It had been two weeks since Willie Ortiz’s fairly-triumphant return. While visiting with the Chilean and Argentine ambassadors, he had managed to connect with emissaries to those countries from elsewhere. That the South American governments threw in their support so wholeheartedly wasn’t too surprising; what affected Antarctica would also impact its neighbors across the Southern Ocean. What was a surprise was to gain actual material support from Scandinavia, Australia and New Zealand; and at least some very positive responses from various members of the African and European Unions.
Now, resplendent in surplus snow camouflage donated from Finland, and the red beret that the Antark Marchaussee had apparently adopted, Matti Niekonnen was teaching a class on the disassembly and cleaning of the Glock 17, a welcome gift from the Swiss government. McGee was pleased and impressed with how Matti threw himself into his new role as Chief Armorer. Sometimes a person can take a little embarrassment and use it to motivate themselves, and McGee was enjoying watching Niekonnen’s choice to rise above.
He was displaying the firing pin, freshly removed from the weapon, when a hand went up from several rows back.
“‘Scuse me, Matti?” asked a part-timer on rotation. “Why are we doing this? Why do we even need weapons?”
Matti nodded with an encouraging smile. “I understand,” he replied. “Although my specialty is actually security, I still asked that same question when I came, to myself and others.”
He put down the sidearm parts and folded his arms thoughtfully. “When I first arrived, the Marchaussee was no more than a safety patrol. Looking for unsafe conditions and people needing medical help, you understand. What’s your usual job?”
“I’m a research assistant for the marine biology lab.”
“Ah!” Matti brightened. “Excellent! Then you would know better than most about such things as poaching, and illegal whaling, yes?”
The part-timer nodded with eyebrows raised. “Oh, yes. It’s rampant in the Southern Ocean.”
“It is. Unfortunately, a research surveying team out of Avalon Station stumbled over a staging point for a fairly large poaching operation. All three on that team died. This was less than six months ago.”
The volunteer slumped back in his seat, downcast and a little pale.

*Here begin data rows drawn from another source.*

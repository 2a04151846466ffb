use clap::Args;
use serde_json::Value;

use dre_core::statement::income;
use dre_core::statement::report;

use crate::commands::statement::{resolve_input, StatementArgs};

/// Arguments for the flat DRE report
#[derive(Args)]
pub struct ReportArgs {
    #[command(flatten)]
    pub statement: StatementArgs,
}

pub fn run_report(args: ReportArgs) -> Result<Value, Box<dyn std::error::Error>> {
    let params = resolve_input(&args.statement)?;
    let result = income::calculate_statement(&params);
    let lines = report::report_lines(&result.result);
    Ok(serde_json::to_value(lines)?)
}
pub mod error;
pub mod types;

#[cfg(feature = "statement")]
pub mod statement;

#[cfg(feature = "scenarios")]
pub mod scenarios;

#[cfg(feature = "catalog")]
pub mod catalog;

pub use error::DreError;
pub use types::*;

/// Standard result type for all dre-core operations
pub type DreResult<T> = Result<T, DreError>;
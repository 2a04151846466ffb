use clap::Args;
use serde_json::Value;

use dre_core::scenarios::sensitivity::{self, ScenarioShift};

use crate::commands::statement::{resolve_input, StatementArgs};
use crate::input;

/// Arguments for what-if scenario comparison
#[derive(Args)]
pub struct ScenariosArgs {
    #[command(flatten)]
    pub statement: StatementArgs,

    /// Path to a JSON array of scenario shifts (defaults to the
    /// standard four: markup +10%, quantity +20%, unit cost -10%,
    /// fixed expenses -15%)
    #[arg(long)]
    pub shifts: Option<String>,
}

pub fn run_scenarios(args: ScenariosArgs) -> Result<Value, Box<dyn std::error::Error>> {
    let params = resolve_input(&args.statement)?;
    let shifts: Vec<ScenarioShift> = match args.shifts {
        Some(ref path) => input::file::read_json(path)?,
        None => sensitivity::standard_shifts(),
    };
    let result = sensitivity::analyze_sensitivity(&params, &shifts);
    Ok(serde_json::to_value(result)?)
}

“From that point on, those countries sponsoring research on this continent began allocating a small amount in their budgets for security. With that we obtained the Mossberg 500 shotguns that we’ve carried to date. They provided at least some marginal self-defense capabilities, without presenting an antagonistic profile to the outside world. But as you know, things have escalated. We cannot have an army, or anything that even looks too much like one. But our patron countries do at least see the sense now of being able to police and defend ourselves.”
McGee nodded in silence. Niekonnen handled that with tact and a good grasp of the issues. Excellent. Then there was a nudge at his elbow; it was Roos van Rhijn, and she did not look happy.
“Sir?” she asked quietly. “May I steal you away for a moment? There’s something you should see.”